Your task is to copy the lines of the data below from the line holding "fn default() ->" through the line holding "ensure(self.ticks_per_second > 0, ||", inclusive, exactly and with nothing added.

Data items
-.-.-
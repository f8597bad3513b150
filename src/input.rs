//! Hand-off point between whatever produces movement intents
//! (keyboard mapping, AI, replays) and the tick loop that consumes them.

use std::collections::HashMap;

use parking_lot::Mutex;

use crate::physics::{BodyKey, Intent, IntentSet};

/// Intents per body, written to from anywhere and taken out once per frame.
///
/// Held intents stay in place until changed with [`set`][Self::set] or [`release`][Self::release],
/// one-shot intents ([`Intent::is_one_shot`]) are cleared every time a snapshot is taken
/// so that a single press only acts once.
#[derive(Debug, Default)]
pub struct InputExchange {
    pending: Mutex<HashMap<BodyKey, IntentSet>>,
}

impl InputExchange {
    pub fn new() -> Self {
        Self::default()
    }

    /// Replace everything a body is trying to do.
    pub fn set(&self, key: BodyKey, intents: IntentSet) {
        self.pending.lock().insert(key, intents);
    }

    pub fn press(&self, key: BodyKey, intent: Intent) {
        self.pending.lock().entry(key).or_default().insert(intent);
    }

    pub fn release(&self, key: BodyKey, intent: Intent) {
        if let Some(intents) = self.pending.lock().get_mut(&key) {
            intents.remove(intent);
        }
    }

    /// Stop tracking a body entirely, e.g. because it was despawned.
    pub fn forget(&self, key: BodyKey) {
        self.pending.lock().remove(&key);
    }

    pub fn clear(&self) {
        self.pending.lock().clear();
    }

    /// Get a consistent snapshot of every body's intents.
    ///
    /// The lock is held only for the duration of the copy.
    pub fn take(&self) -> HashMap<BodyKey, IntentSet> {
        let mut pending = self.pending.lock();
        let snapshot = pending.clone();
        pending.retain(|_, intents| {
            *intents = intents.held();
            !intents.is_empty()
        });
        snapshot
    }
}
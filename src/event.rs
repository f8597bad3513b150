//! Things that happened during a tick that the outside world may want to react to,
//! e.g. by playing a sound or switching levels.

use crate::{math::Vec2, physics::BodyKey};

#[derive(Clone, Copy, Debug, PartialEq)]
pub enum Event {
    Jump {
        body: BodyKey,
    },
    /// A body in the air slammed downwards.
    Slam {
        body: BodyKey,
    },
    Teleport {
        body: BodyKey,
        from: BodyKey,
        to: BodyKey,
    },
    PickedUp {
        carrier: BodyKey,
        held: BodyKey,
    },
    /// A held body got too far from its carrier and was dropped.
    Released {
        carrier: BodyKey,
        held: BodyKey,
    },
    Thrown {
        carrier: BodyKey,
        held: BodyKey,
        impulse: Vec2,
    },
    ButtonPressed {
        trigger: BodyKey,
    },
    ButtonReleased {
        trigger: BodyKey,
    },
    MechanismTriggered {
        mechanism: BodyKey,
        by: BodyKey,
    },
    MechanismUntriggered {
        mechanism: BodyKey,
        by: BodyKey,
    },
    /// A mechanism's moving part started moving. Useful for starting a looping sound.
    MechanismStarted {
        mechanism: BodyKey,
    },
    MechanismStopped {
        mechanism: BodyKey,
    },
    /// Something reached the exit of the level.
    LevelFinished {
        trigger: BodyKey,
    },
}

/// Something that gathers events as they happen.
///
/// Pushing an event never fails and never affects the simulation.
pub trait EventSink {
    fn push(&mut self, evt: Event);
}

impl EventSink for Vec<Event> {
    #[inline]
    fn push(&mut self, evt: Event) {
        Vec::push(self, evt);
    }
}

/// Discards every event.
impl EventSink for () {
    #[inline]
    fn push(&mut self, _: Event) {}
}

/// A queue of events waiting to be handled.
#[derive(Clone, Debug, Default)]
pub struct EventQueue {
    events: Vec<Event>,
}

impl EventQueue {
    pub fn new() -> Self {
        Self::default()
    }

    #[inline]
    pub fn len(&self) -> usize {
        self.events.len()
    }

    #[inline]
    pub fn is_empty(&self) -> bool {
        self.events.is_empty()
    }

    pub fn iter(&self) -> impl Iterator<Item = &Event> {
        self.events.iter()
    }

    /// Take every queued event out, oldest first.
    pub fn drain(&mut self) -> impl Iterator<Item = Event> + '_ {
        self.events.drain(..)
    }
}

impl EventSink for EventQueue {
    #[inline]
    fn push(&mut self, evt: Event) {
        self.events.push(evt);
    }
}
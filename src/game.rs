//! A fixed-timestep game loop that runs the simulation at a steady tick rate
//! no matter how often frames are drawn.

use std::time::Duration;

use instant::Instant;

use crate::error::{ensure, Result};

// time snapping technique from Tyler Glaiel's blog post
// https://medium.com/@tglaiel/how-to-make-your-game-run-at-60fps-24c61210fe75
const NANOS_120FPS: u128 = 1_000_000_000 / 120;
const NANOS_60FPS: u128 = 1_000_000_000 / 60;
const NANOS_30FPS: u128 = 1_000_000_000 / 30;
const NANOS_20FPS: u128 = 1_000_000_000 / 20;
const NANOS_15FPS: u128 = 1_000_000_000 / 15;
const SNAP_TARGETS: [u128; 5] = [
    NANOS_120FPS,
    NANOS_60FPS,
    NANOS_30FPS,
    NANOS_20FPS,
    NANOS_15FPS,
];

fn should_snap(dt: u128, target: u128, threshold: u128) -> bool {
    if dt < target {
        target - dt < threshold
    } else {
        dt - target < threshold
    }
}

/// Timing parameters of the game loop.
#[derive(Clone, Copy, Debug, PartialEq)]
#[cfg_attr(
    feature = "serde-types",
    derive(serde::Deserialize, serde::Serialize),
    serde(default)
)]
pub struct LoopParams {
    pub ticks_per_second: u32,
    /// Most time in seconds that will be caught up on in one frame.
    /// Anything beyond this is dropped to prevent a spiral of death.
    pub max_lag: f64,
    /// Frame durations this close (in seconds) to a common refresh interval
    /// are treated as exactly that interval.
    pub snap_threshold: f64,
}

impl Default for LoopParams {
    fn default() -> Self {
        Self {
            ticks_per_second: 120,
            max_lag: 0.125,
            snap_threshold: 0.0002,
        }
    }
}

impl LoopParams {
    pub fn validate(&self) -> Result<()> {
        ensure(self.ticks_per_second > 0, || {
            "ticks_per_second must be positive".to_string()
        })?;
        let tick = 1.0 / self.ticks_per_second as f64;
        ensure(self.max_lag.is_finite() && self.max_lag >= tick, || {
            format!(
                "max_lag must be at least one tick ({tick} s), got {}",
                self.max_lag
            )
        })?;
        ensure(
            self.snap_threshold.is_finite() && self.snap_threshold >= 0.0,
            || {
                format!(
                    "snap_threshold must be non-negative, got {}",
                    self.snap_threshold
                )
            },
        )
    }
}

/// Accumulates elapsed time and turns it into a whole number of fixed ticks.
#[derive(Clone, Debug)]
pub struct FixedTimestep {
    nanos_per_tick: u128,
    dt: f64,
    acc: u128,
    max_acc: u128,
    snap_threshold: u128,
}

impl FixedTimestep {
    pub fn new(params: &LoopParams) -> Result<Self> {
        params.validate()?;
        Ok(Self {
            nanos_per_tick: 1_000_000_000 / u128::from(params.ticks_per_second),
            dt: 1.0 / params.ticks_per_second as f64,
            acc: 0,
            max_acc: (params.max_lag * 1e9) as u128,
            snap_threshold: (params.snap_threshold * 1e9) as u128,
        })
    }

    /// Length of one tick in seconds.
    #[inline]
    pub fn dt(&self) -> f64 {
        self.dt
    }

    /// Add the time a frame took and get the number of ticks to run.
    pub fn advance(&mut self, elapsed: Duration) -> usize {
        let mut dt_nanos = elapsed.as_nanos();
        // if vsynced, pretend frame timing is exact (see blog post mentioned above)
        if let Some(&target) = SNAP_TARGETS
            .iter()
            .find(|&&target| should_snap(dt_nanos, target, self.snap_threshold))
        {
            dt_nanos = target;
            self.acc = 0;
        }

        self.acc += dt_nanos;
        if self.acc > self.max_acc {
            log::warn!(
                "Running behind, dropping {:.3} s of simulation time",
                (self.acc - self.max_acc) as f64 / 1e9
            );
            self.acc = self.max_acc;
        }

        let ticks = self.acc / self.nanos_per_tick;
        self.acc -= ticks * self.nanos_per_tick;
        ticks as usize
    }

    /// How far into the next tick the accumulated time is, between 0 and 1.
    /// Used to extrapolate positions when drawing.
    #[inline]
    pub fn interpolation_fraction(&self) -> f64 {
        self.acc as f64 / self.nanos_per_tick as f64
    }

    /// Time left until the next tick is due.
    pub fn time_to_next_tick(&self) -> Duration {
        Duration::from_nanos((self.nanos_per_tick - self.acc) as u64)
    }
}

/// The state of a game.
pub trait GameState {
    /// Advance the game forward by a timestep. Return None to exit the game.
    ///
    /// `first_in_frame` is true for the first of the ticks run during one frame,
    /// which is when fresh input should be read.
    fn tick(&mut self, dt: f64, first_in_frame: bool) -> Option<()>;
    /// Draw the game, extrapolating motion by `interpolation` ticks.
    fn draw(&mut self, interpolation: f64);
}

/// Handles timing of the game loop.
#[derive(Clone, Debug)]
pub struct Game {
    pub timestep: FixedTimestep,
    frame_start_t: Option<Instant>,
}

impl Game {
    pub fn new(params: &LoopParams) -> Result<Self> {
        Ok(Self {
            timestep: FixedTimestep::new(params)?,
            frame_start_t: None,
        })
    }

    /// Run as many ticks as the time since the previous frame allows, then draw once.
    /// Returns None if the state asked to exit.
    pub fn frame(&mut self, state: &mut impl GameState) -> Option<()> {
        let now = Instant::now();
        let elapsed = match self.frame_start_t.replace(now) {
            Some(prev) => now.duration_since(prev),
            None => Duration::ZERO,
        };
        self.frame_with_elapsed(state, elapsed)
    }

    /// Like [`frame`][Self::frame], but with the elapsed time given explicitly.
    pub fn frame_with_elapsed(
        &mut self,
        state: &mut impl GameState,
        elapsed: Duration,
    ) -> Option<()> {
        let ticks = self.timestep.advance(elapsed);
        let dt = self.timestep.dt();
        for i in 0..ticks {
            #[cfg(feature = "tracy")]
            let _frame = tracy_client::Client::running()
                .map(|client| client.non_continuous_frame(tracy_client::frame_name!("tick")));

            state.tick(dt, i == 0)?;
        }

        {
            let _draw_span = crate::tracy_span!("draw", "frame");
            state.draw(self.timestep.interpolation_fraction());
        }

        #[cfg(feature = "tracy")]
        if let Some(client) = tracy_client::Client::running() {
            client.frame_mark();
        }

        Some(())
    }

    /// Run frames until the state asks to exit,
    /// sleeping whenever there's time to kill before the next tick.
    ///
    /// Not available on the web, where the browser drives frames;
    /// call [`frame`][Self::frame] from its animation callback instead.
    #[cfg(not(target_arch = "wasm32"))]
    pub fn run(&mut self, state: &mut impl GameState) {
        loop {
            if self.frame(state).is_none() {
                return;
            }
            let spent = self
                .frame_start_t
                .map(|t| t.elapsed())
                .unwrap_or_default();
            let target = self.timestep.time_to_next_tick();
            if spent < target {
                std::thread::sleep(target - spent);
            }
        }
    }
}

#[cfg(test)]
mod tests {
    use super::*;

    #[derive(Default)]
    struct Counter {
        ticks: Vec<bool>,
        draws: Vec<f64>,
        stop_after: Option<usize>,
    }

    impl GameState for Counter {
        fn tick(&mut self, _dt: f64, first_in_frame: bool) -> Option<()> {
            if self.stop_after == Some(self.ticks.len()) {
                return None;
            }
            self.ticks.push(first_in_frame);
            Some(())
        }

        fn draw(&mut self, interpolation: f64) {
            self.draws.push(interpolation);
        }
    }

    fn timestep() -> FixedTimestep {
        FixedTimestep::new(&LoopParams::default()).unwrap()
    }

    #[test]
    fn snapped_frames_run_whole_ticks() {
        let mut ts = timestep();
        assert_eq!(ts.advance(Duration::from_nanos(8_300_000)), 1);
        assert_eq!(ts.interpolation_fraction(), 0.0);
        assert_eq!(ts.advance(Duration::from_nanos(16_700_000)), 2);
        assert_eq!(ts.advance(Duration::from_nanos(33_333_333)), 4);
    }

    #[test]
    fn partial_ticks_accumulate() {
        let mut ts = timestep();
        assert_eq!(ts.advance(Duration::from_millis(4)), 0);
        assert!((ts.interpolation_fraction() - 0.48).abs() < 1e-3);
        assert_eq!(ts.advance(Duration::from_millis(4)), 0);
        assert_eq!(ts.advance(Duration::from_millis(4)), 1);
        assert!(ts.interpolation_fraction() > 0.0 && ts.interpolation_fraction() < 1.0);
    }

    #[test]
    fn lag_is_bounded() {
        let mut ts = timestep();
        assert_eq!(ts.advance(Duration::from_secs(1)), 15);
        assert_eq!(ts.advance(Duration::from_secs(10)), 15);
    }

    #[test]
    fn invalid_params() {
        for params in [
            LoopParams {
                ticks_per_second: 0,
                ..Default::default()
            },
            LoopParams {
                max_lag: 0.001,
                ..Default::default()
            },
            LoopParams {
                snap_threshold: f64::NAN,
                ..Default::default()
            },
        ] {
            assert!(FixedTimestep::new(&params).is_err());
        }
    }

    #[test]
    fn input_is_fresh_on_first_tick_only() {
        let mut game = Game::new(&LoopParams::default()).unwrap();
        let mut state = Counter::default();
        assert!(game
            .frame_with_elapsed(&mut state, Duration::from_nanos(NANOS_30FPS as u64))
            .is_some());
        assert_eq!(state.ticks, vec![true, false, false, false]);
        assert_eq!(state.draws.len(), 1);

        // no ticks but still a draw
        game.frame_with_elapsed(&mut state, Duration::from_millis(2));
        assert_eq!(state.ticks.len(), 4);
        assert_eq!(state.draws.len(), 2);
    }

    #[test]
    fn state_can_exit() {
        let mut game = Game::new(&LoopParams::default()).unwrap();
        let mut state = Counter {
            stop_after: Some(2),
            ..Default::default()
        };
        assert!(game
            .frame_with_elapsed(&mut state, Duration::from_nanos(NANOS_30FPS as u64))
            .is_none());
        assert_eq!(state.ticks.len(), 2);
        assert!(state.draws.is_empty());
    }

    #[cfg(not(target_arch = "wasm32"))]
    #[test]
    fn run_returns_when_state_exits() {
        let mut game = Game::new(&LoopParams::default()).unwrap();
        let mut state = Counter {
            stop_after: Some(3),
            ..Default::default()
        };
        game.run(&mut state);
        assert_eq!(state.ticks.len(), 3);
        assert!(state.ticks[0]);
    }
}
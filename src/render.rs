//! Extracting what a renderer needs to know about each body,
//! without giving it access to the simulation.

use crate::{
    math::{Direction, Rect, Vec2},
    physics::{portal, BodyKey, EntitySet, Kind},
};

/// A snapshot of one body for drawing.
#[derive(Clone, Debug, PartialEq)]
pub struct DrawItem {
    pub key: BodyKey,
    pub kind: Kind,
    /// Center of the body, extrapolated along its velocity.
    pub position: Vec2,
    /// Full bounds of the body at `position`.
    pub rect: Rect,
    /// While the body is going through a portal, the part of it that should be visible,
    /// relative to the top left corner of `rect`.
    pub clip: Option<Rect>,
    pub facing: Vec2,
    /// Current length of a mechanism's moving part.
    pub height: Option<f64>,
    /// The blocking part of a mechanism, in world coordinates.
    pub collision_rect: Option<Rect>,
    pub pressed: Option<bool>,
    pub orientation: Option<Direction>,
}

/// Snapshot every body in the set, moving each `t` seconds ahead along its velocity.
pub fn extract(set: &EntitySet, t: f64) -> Vec<DrawItem> {
    let _span = crate::tracy_span!("render extraction", "extract");

    set.iter()
        .map(|(key, body)| {
            let rect = body.rect.translated(body.velocity * t);

            let clip = body
                .actor()
                .and_then(|actor| actor.portal.engaged_portal())
                .and_then(|portal_key| {
                    let portal_body = set.get(portal_key)?;
                    let orientation = portal_body.portal()?.orientation;
                    if !portal::is_aligned(&rect, &portal_body.rect, orientation) {
                        return None;
                    }
                    let visible =
                        portal::clip_to_portal(rect, &portal_body.rect, orientation, 0.0);
                    Some(Rect::new(
                        visible.left - rect.left,
                        visible.top - rect.top,
                        visible.width,
                        visible.height,
                    ))
                });

            let mechanism = body.mechanism();
            DrawItem {
                key,
                kind: body.kind(),
                position: rect.center(),
                rect,
                clip,
                facing: body.facing,
                height: mechanism.map(|m| m.current_height),
                collision_rect: mechanism.map(|m| m.collision_rect(&body.rect)),
                pressed: body.trigger().map(|t| t.is_pressed()),
                orientation: body.portal().map(|p| p.orientation),
            }
        })
        .collect()
}
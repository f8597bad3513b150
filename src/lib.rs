#[macro_use]
mod util;

pub mod error;
pub use error::{Error, Result};

pub mod event;
pub use event::{Event, EventQueue, EventSink};

pub mod game;
pub use game::{FixedTimestep, Game, GameState, LoopParams};

pub mod input;
pub use input::InputExchange;

pub mod level;
pub use level::{tile_rect, Level, TILE_SIZE};

pub mod math;
pub use math::{uv, Angle, Axis, Direction, Rect, Vec2};

pub mod physics;
pub use physics::{
    forcefield, Body, BodyKey, BodyKind, BodyParams, EntitySet, ForceField, Gravity, Intent,
    IntentSet, Kind, Physics, Portal, PortalState, ThrowableMaterial, Trigger, WorldParams,
};

#[cfg(feature = "serde-types")]
pub mod recipe;
#[cfg(feature = "serde-types")]
pub use recipe::{LevelRecipe, Recipe};

pub mod render;
pub use render::DrawItem;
-.-.-
FINISHED TASK:
    fn default() -> Self {
        Self {
            ticks_per_second: 120,
            max_lag: 0.125,
            snap_threshold: 0.0002,
        }
    }
}

impl LoopParams {
    pub fn validate(&self) -> Result<()> {
        ensure(self.ticks_per_second > 0, || {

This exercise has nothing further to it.